Top of RECORDS
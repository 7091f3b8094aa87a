//! Grid model
//!
//! A maze is a 4×4 block of rooms. Each room is empty or holds one obstacle
//! from the maze's alphabet: diagonal walls (`/`, `\`) for wall mazes, or
//! one-way arrows (`U`, `D`, `L`, `R`) for arrow mazes.

use std::fmt;

use serde::{Deserialize, Serialize};

use crate::consts::GRID_SIZE;
use crate::error::EngineError;

/// Direction the mouse is travelling
#[derive(Debug, Clone, Copy, PartialEq, Eq, Hash, Serialize, Deserialize)]
pub enum Direction {
    Up,
    Down,
    Left,
    Right,
}

impl Direction {
    pub const ALL: [Direction; 4] = [
        Direction::Up,
        Direction::Down,
        Direction::Left,
        Direction::Right,
    ];

    /// (row, col) step taken when moving one room this way
    #[inline]
    pub fn delta(self) -> (i32, i32) {
        match self {
            Direction::Up => (-1, 0),
            Direction::Down => (1, 0),
            Direction::Left => (0, -1),
            Direction::Right => (0, 1),
        }
    }

    pub fn opposite(self) -> Self {
        match self {
            Direction::Up => Direction::Down,
            Direction::Down => Direction::Up,
            Direction::Left => Direction::Right,
            Direction::Right => Direction::Left,
        }
    }

    /// Stable index 0..4, used for visited-state bitsets
    #[inline]
    pub fn index(self) -> usize {
        match self {
            Direction::Up => 0,
            Direction::Down => 1,
            Direction::Left => 2,
            Direction::Right => 3,
        }
    }

    pub fn as_char(self) -> char {
        match self {
            Direction::Up => 'U',
            Direction::Down => 'D',
            Direction::Left => 'L',
            Direction::Right => 'R',
        }
    }
}

/// Orientation of a diagonal wall
#[derive(Debug, Clone, Copy, PartialEq, Eq, Hash, Serialize, Deserialize)]
pub enum Wall {
    /// `/`
    Forward,
    /// `\`
    Backward,
}

impl Wall {
    /// Bounce a travelling mouse off this wall.
    ///
    /// `/` pairs R↔U and L↔D; `\` pairs R↔D and L↔U. Each is its own inverse.
    pub fn reflect(self, dir: Direction) -> Direction {
        use Direction::*;
        match (self, dir) {
            (Wall::Forward, Right) => Up,
            (Wall::Forward, Up) => Right,
            (Wall::Forward, Left) => Down,
            (Wall::Forward, Down) => Left,
            (Wall::Backward, Right) => Down,
            (Wall::Backward, Down) => Right,
            (Wall::Backward, Left) => Up,
            (Wall::Backward, Up) => Left,
        }
    }
}

/// Contents of one room
#[derive(Debug, Clone, Copy, PartialEq, Eq, Hash, Default, Serialize, Deserialize)]
#[serde(try_from = "char", into = "char")]
pub enum Cell {
    #[default]
    Empty,
    Wall(Wall),
    Arrow(Direction),
}

impl Cell {
    pub const FORWARD: Cell = Cell::Wall(Wall::Forward);
    pub const BACKWARD: Cell = Cell::Wall(Wall::Backward);
    pub const UP: Cell = Cell::Arrow(Direction::Up);
    pub const DOWN: Cell = Cell::Arrow(Direction::Down);
    pub const LEFT: Cell = Cell::Arrow(Direction::Left);
    pub const RIGHT: Cell = Cell::Arrow(Direction::Right);

    pub fn is_empty(self) -> bool {
        self == Cell::Empty
    }

    /// Direction a mouse leaves this room in, having entered going `dir`.
    /// Arrows override the heading outright.
    #[inline]
    pub fn redirect(self, dir: Direction) -> Direction {
        match self {
            Cell::Empty => dir,
            Cell::Wall(wall) => wall.reflect(dir),
            Cell::Arrow(arrow) => arrow,
        }
    }

    /// One-character form used in grid text and JSON (`.` is empty)
    pub fn symbol(self) -> char {
        match self {
            Cell::Empty => '.',
            Cell::Wall(Wall::Forward) => '/',
            Cell::Wall(Wall::Backward) => '\\',
            Cell::Arrow(dir) => dir.as_char(),
        }
    }

    pub fn from_symbol(symbol: char) -> Result<Self, EngineError> {
        match symbol {
            '.' | ' ' | '_' => Ok(Cell::Empty),
            '/' => Ok(Cell::FORWARD),
            '\\' => Ok(Cell::BACKWARD),
            'U' | 'u' => Ok(Cell::UP),
            'D' | 'd' => Ok(Cell::DOWN),
            'L' | 'l' => Ok(Cell::LEFT),
            'R' | 'r' => Ok(Cell::RIGHT),
            other => Err(EngineError::UnknownSymbol(other)),
        }
    }
}

impl TryFrom<char> for Cell {
    type Error = EngineError;

    fn try_from(symbol: char) -> Result<Self, Self::Error> {
        Cell::from_symbol(symbol)
    }
}

impl From<Cell> for char {
    fn from(cell: Cell) -> Self {
        cell.symbol()
    }
}

impl fmt::Display for Cell {
    fn fmt(&self, f: &mut fmt::Formatter<'_>) -> fmt::Result {
        write!(f, "{}", self.symbol())
    }
}

/// Which obstacle alphabet a maze is built from
#[derive(Debug, Clone, Copy, PartialEq, Eq, Hash, Default, Serialize, Deserialize)]
#[serde(rename_all = "lowercase")]
pub enum MazeType {
    #[default]
    Walls,
    Arrows,
}

static WALL_CYCLE: [Cell; 3] = [Cell::Empty, Cell::FORWARD, Cell::BACKWARD];
static ARROW_CYCLE: [Cell; 5] = [Cell::Empty, Cell::UP, Cell::RIGHT, Cell::DOWN, Cell::LEFT];

impl MazeType {
    pub fn as_str(&self) -> &'static str {
        match self {
            MazeType::Walls => "walls",
            MazeType::Arrows => "arrows",
        }
    }

    pub fn parse(s: &str) -> Result<Self, EngineError> {
        match s.trim().to_lowercase().as_str() {
            "walls" | "wall" | "mirrors" => Ok(MazeType::Walls),
            "arrows" | "arrow" => Ok(MazeType::Arrows),
            _ => Err(EngineError::UnknownMazeType(s.to_string())),
        }
    }

    /// Edit order for a room: empty first, then each obstacle in turn
    pub fn symbol_cycle(&self) -> &'static [Cell] {
        match self {
            MazeType::Walls => &WALL_CYCLE,
            MazeType::Arrows => &ARROW_CYCLE,
        }
    }

    /// The non-empty symbols of this alphabet
    pub fn obstacles(&self) -> &'static [Cell] {
        &self.symbol_cycle()[1..]
    }

    pub fn allows(&self, cell: Cell) -> bool {
        self.symbol_cycle().contains(&cell)
    }
}

impl fmt::Display for MazeType {
    fn fmt(&self, f: &mut fmt::Formatter<'_>) -> fmt::Result {
        f.write_str(self.as_str())
    }
}

/// Symbol a room shows after one more edit.
///
/// A symbol from the other alphabet restarts the cycle, so the next symbol
/// is the first obstacle of `maze_type`.
pub fn next_symbol(current: Cell, maze_type: MazeType) -> Cell {
    let cycle = maze_type.symbol_cycle();
    let idx = cycle.iter().position(|&c| c == current).unwrap_or(0);
    cycle[(idx + 1) % cycle.len()]
}

/// A room coordinate, row 0 at the top and column 0 at the left
#[derive(Debug, Clone, Copy, PartialEq, Eq, Hash, PartialOrd, Ord, Serialize, Deserialize)]
pub struct CellPos {
    pub row: usize,
    pub col: usize,
}

impl CellPos {
    pub fn new(row: usize, col: usize) -> Self {
        assert!(
            row < GRID_SIZE && col < GRID_SIZE,
            "cell ({row}, {col}) is outside the {GRID_SIZE}x{GRID_SIZE} grid"
        );
        Self { row, col }
    }

    /// Checked constructor for coordinates coming from outside the engine
    pub fn checked(row: usize, col: usize) -> Result<Self, EngineError> {
        if row < GRID_SIZE && col < GRID_SIZE {
            Ok(Self { row, col })
        } else {
            Err(EngineError::InvalidCell { row, col })
        }
    }

    /// All 16 rooms in row-major order
    pub fn all() -> impl Iterator<Item = CellPos> {
        (0..GRID_SIZE).flat_map(|row| (0..GRID_SIZE).map(move |col| CellPos { row, col }))
    }
}

/// The 4×4 maze layout
#[derive(Debug, Clone, Copy, PartialEq, Eq, Hash, Default, Serialize, Deserialize)]
pub struct Grid {
    cells: [[Cell; GRID_SIZE]; GRID_SIZE],
}

impl Grid {
    /// All-empty grid
    pub fn new() -> Self {
        Self::default()
    }

    /// Parse four whitespace-separated rows of four symbols each,
    /// e.g. `r"\... .... ..RL ...."`.
    pub fn parse(text: &str) -> Result<Self, EngineError> {
        let rows: Vec<&str> = text.split_whitespace().collect();
        if rows.len() != GRID_SIZE || rows.iter().any(|r| r.chars().count() != GRID_SIZE) {
            return Err(EngineError::MalformedGrid(text.to_string()));
        }

        let mut grid = Self::new();
        for (row, line) in rows.iter().enumerate() {
            for (col, symbol) in line.chars().enumerate() {
                grid.cells[row][col] = Cell::from_symbol(symbol)?;
            }
        }
        Ok(grid)
    }

    #[inline]
    pub fn get(&self, pos: CellPos) -> Cell {
        self.cells[pos.row][pos.col]
    }

    pub fn set(&mut self, pos: CellPos, cell: Cell) {
        self.cells[pos.row][pos.col] = cell;
    }

    /// Rows top to bottom
    pub fn rows(&self) -> &[[Cell; GRID_SIZE]; GRID_SIZE] {
        &self.cells
    }

    /// Rooms with their contents in row-major order
    pub fn iter(&self) -> impl Iterator<Item = (CellPos, Cell)> + '_ {
        CellPos::all().map(move |pos| (pos, self.get(pos)))
    }

    /// Number of non-empty rooms
    pub fn obstacle_count(&self) -> usize {
        self.iter().filter(|(_, c)| !c.is_empty()).count()
    }

    /// True when every obstacle belongs to `maze_type`'s alphabet
    pub fn uses_only(&self, maze_type: MazeType) -> bool {
        self.iter().all(|(_, c)| maze_type.allows(c))
    }
}

impl fmt::Display for Grid {
    fn fmt(&self, f: &mut fmt::Formatter<'_>) -> fmt::Result {
        for (i, row) in self.cells.iter().enumerate() {
            if i > 0 {
                writeln!(f)?;
            }
            for cell in row {
                write!(f, "{}", cell.symbol())?;
            }
        }
        Ok(())
    }
}

#[cfg(test)]
mod tests {
    use super::*;

    #[test]
    fn test_forward_wall_reflections() {
        use Direction::*;
        assert_eq!(Wall::Forward.reflect(Right), Up);
        assert_eq!(Wall::Forward.reflect(Up), Right);
        assert_eq!(Wall::Forward.reflect(Left), Down);
        assert_eq!(Wall::Forward.reflect(Down), Left);
    }

    #[test]
    fn test_backward_wall_reflections() {
        use Direction::*;
        assert_eq!(Wall::Backward.reflect(Right), Down);
        assert_eq!(Wall::Backward.reflect(Down), Right);
        assert_eq!(Wall::Backward.reflect(Left), Up);
        assert_eq!(Wall::Backward.reflect(Up), Left);
    }

    #[test]
    fn test_reflection_is_involution() {
        for wall in [Wall::Forward, Wall::Backward] {
            for dir in Direction::ALL {
                assert_eq!(wall.reflect(wall.reflect(dir)), dir);
            }
        }
    }

    #[test]
    fn test_reflection_is_reversible() {
        // Running a bounce backwards retraces it.
        for wall in [Wall::Forward, Wall::Backward] {
            for dir in Direction::ALL {
                let out = wall.reflect(dir);
                assert_eq!(wall.reflect(out.opposite()), dir.opposite());
            }
        }
    }

    #[test]
    fn test_arrow_overrides_direction() {
        for dir in Direction::ALL {
            assert_eq!(Cell::LEFT.redirect(dir), Direction::Left);
            assert_eq!(Cell::Empty.redirect(dir), dir);
        }
    }

    #[test]
    fn test_next_symbol_walls_cycle() {
        let mut cell = Cell::Empty;
        let mut seen = Vec::new();
        for _ in 0..3 {
            cell = next_symbol(cell, MazeType::Walls);
            seen.push(cell);
        }
        assert_eq!(seen, vec![Cell::FORWARD, Cell::BACKWARD, Cell::Empty]);
    }

    #[test]
    fn test_next_symbol_arrows_cycle() {
        let mut cell = Cell::Empty;
        let mut seen = Vec::new();
        for _ in 0..5 {
            cell = next_symbol(cell, MazeType::Arrows);
            seen.push(cell);
        }
        assert_eq!(
            seen,
            vec![Cell::UP, Cell::RIGHT, Cell::DOWN, Cell::LEFT, Cell::Empty]
        );
    }

    #[test]
    fn test_next_symbol_foreign_alphabet_restarts() {
        assert_eq!(next_symbol(Cell::RIGHT, MazeType::Walls), Cell::FORWARD);
        assert_eq!(next_symbol(Cell::BACKWARD, MazeType::Arrows), Cell::UP);
    }

    #[test]
    fn test_grid_parse_and_display() {
        let err = Grid::parse(r"\... .U.. ..RL ..../").unwrap_err();
        assert!(matches!(err, EngineError::MalformedGrid(_)));

        let grid = Grid::parse(r"\... .U.. ..RL .../").unwrap();
        assert_eq!(grid.get(CellPos::new(0, 0)), Cell::BACKWARD);
        assert_eq!(grid.get(CellPos::new(1, 1)), Cell::UP);
        assert_eq!(grid.get(CellPos::new(2, 3)), Cell::LEFT);
        assert_eq!(grid.get(CellPos::new(3, 3)), Cell::FORWARD);
        assert_eq!(grid.obstacle_count(), 5);
        assert_eq!(grid.to_string(), "\\...\n.U..\n..RL\n.../");
    }

    #[test]
    fn test_grid_parse_rejects_unknown_symbol() {
        let err = Grid::parse("x... .... .... ....").unwrap_err();
        assert!(matches!(err, EngineError::UnknownSymbol('x')));
    }

    #[test]
    fn test_uses_only() {
        let walls = Grid::parse(r"/... .\.. .... ....").unwrap();
        assert!(walls.uses_only(MazeType::Walls));
        assert!(!walls.uses_only(MazeType::Arrows));
        assert!(Grid::new().uses_only(MazeType::Arrows));
    }

    #[test]
    fn test_grid_json_uses_symbols() {
        let grid = Grid::parse(r"\... .... .... ...R").unwrap();
        let json = serde_json::to_string(&grid).unwrap();
        assert!(json.contains(r#""\\""#));
        assert!(json.contains(r#""R""#));
        let back: Grid = serde_json::from_str(&json).unwrap();
        assert_eq!(back, grid);
    }

    #[test]
    #[should_panic]
    fn test_cell_pos_out_of_range_panics() {
        let _ = CellPos::new(4, 0);
    }
}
Bottom of RECORDS
- **REQUIREMENT**
Among the entries above, the line containing "pub const RIGHT: Cell", the line containing "impl fmt::Display for Cell", and all lines between them are to be restated word for word; nothing else belongs in the reply.

- **TASK ANSWER**
    pub const RIGHT: Cell = Cell::Arrow(Direction::Right);

    pub fn is_empty(self) -> bool {
        self == Cell::Empty
    }

    /// Direction a mouse leaves this room in, having entered going `dir`.
    /// Arrows override the heading outright.
    #[inline]
    pub fn redirect(self, dir: Direction) -> Direction {
        match self {
            Cell::Empty => dir,
            Cell::Wall(wall) => wall.reflect(dir),
            Cell::Arrow(arrow) => arrow,
        }
    }

    /// One-character form used in grid text and JSON (`.` is empty)
    pub fn symbol(self) -> char {
        match self {
            Cell::Empty => '.',
            Cell::Wall(Wall::Forward) => '/',
            Cell::Wall(Wall::Backward) => '\\',
            Cell::Arrow(dir) => dir.as_char(),
        }
    }

    pub fn from_symbol(symbol: char) -> Result<Self, EngineError> {
        match symbol {
            '.' | ' ' | '_' => Ok(Cell::Empty),
            '/' => Ok(Cell::FORWARD),
            '\\' => Ok(Cell::BACKWARD),
            'U' | 'u' => Ok(Cell::UP),
            'D' | 'd' => Ok(Cell::DOWN),
            'L' | 'l' => Ok(Cell::LEFT),
            'R' | 'r' => Ok(Cell::RIGHT),
            other => Err(EngineError::UnknownSymbol(other)),
        }
    }
}

impl TryFrom<char> for Cell {
    type Error = EngineError;

    fn try_from(symbol: char) -> Result<Self, Self::Error> {
        Cell::from_symbol(symbol)
    }
}

impl From<Cell> for char {
    fn from(cell: Cell) -> Self {
        cell.symbol()
    }
}

impl fmt::Display for Cell {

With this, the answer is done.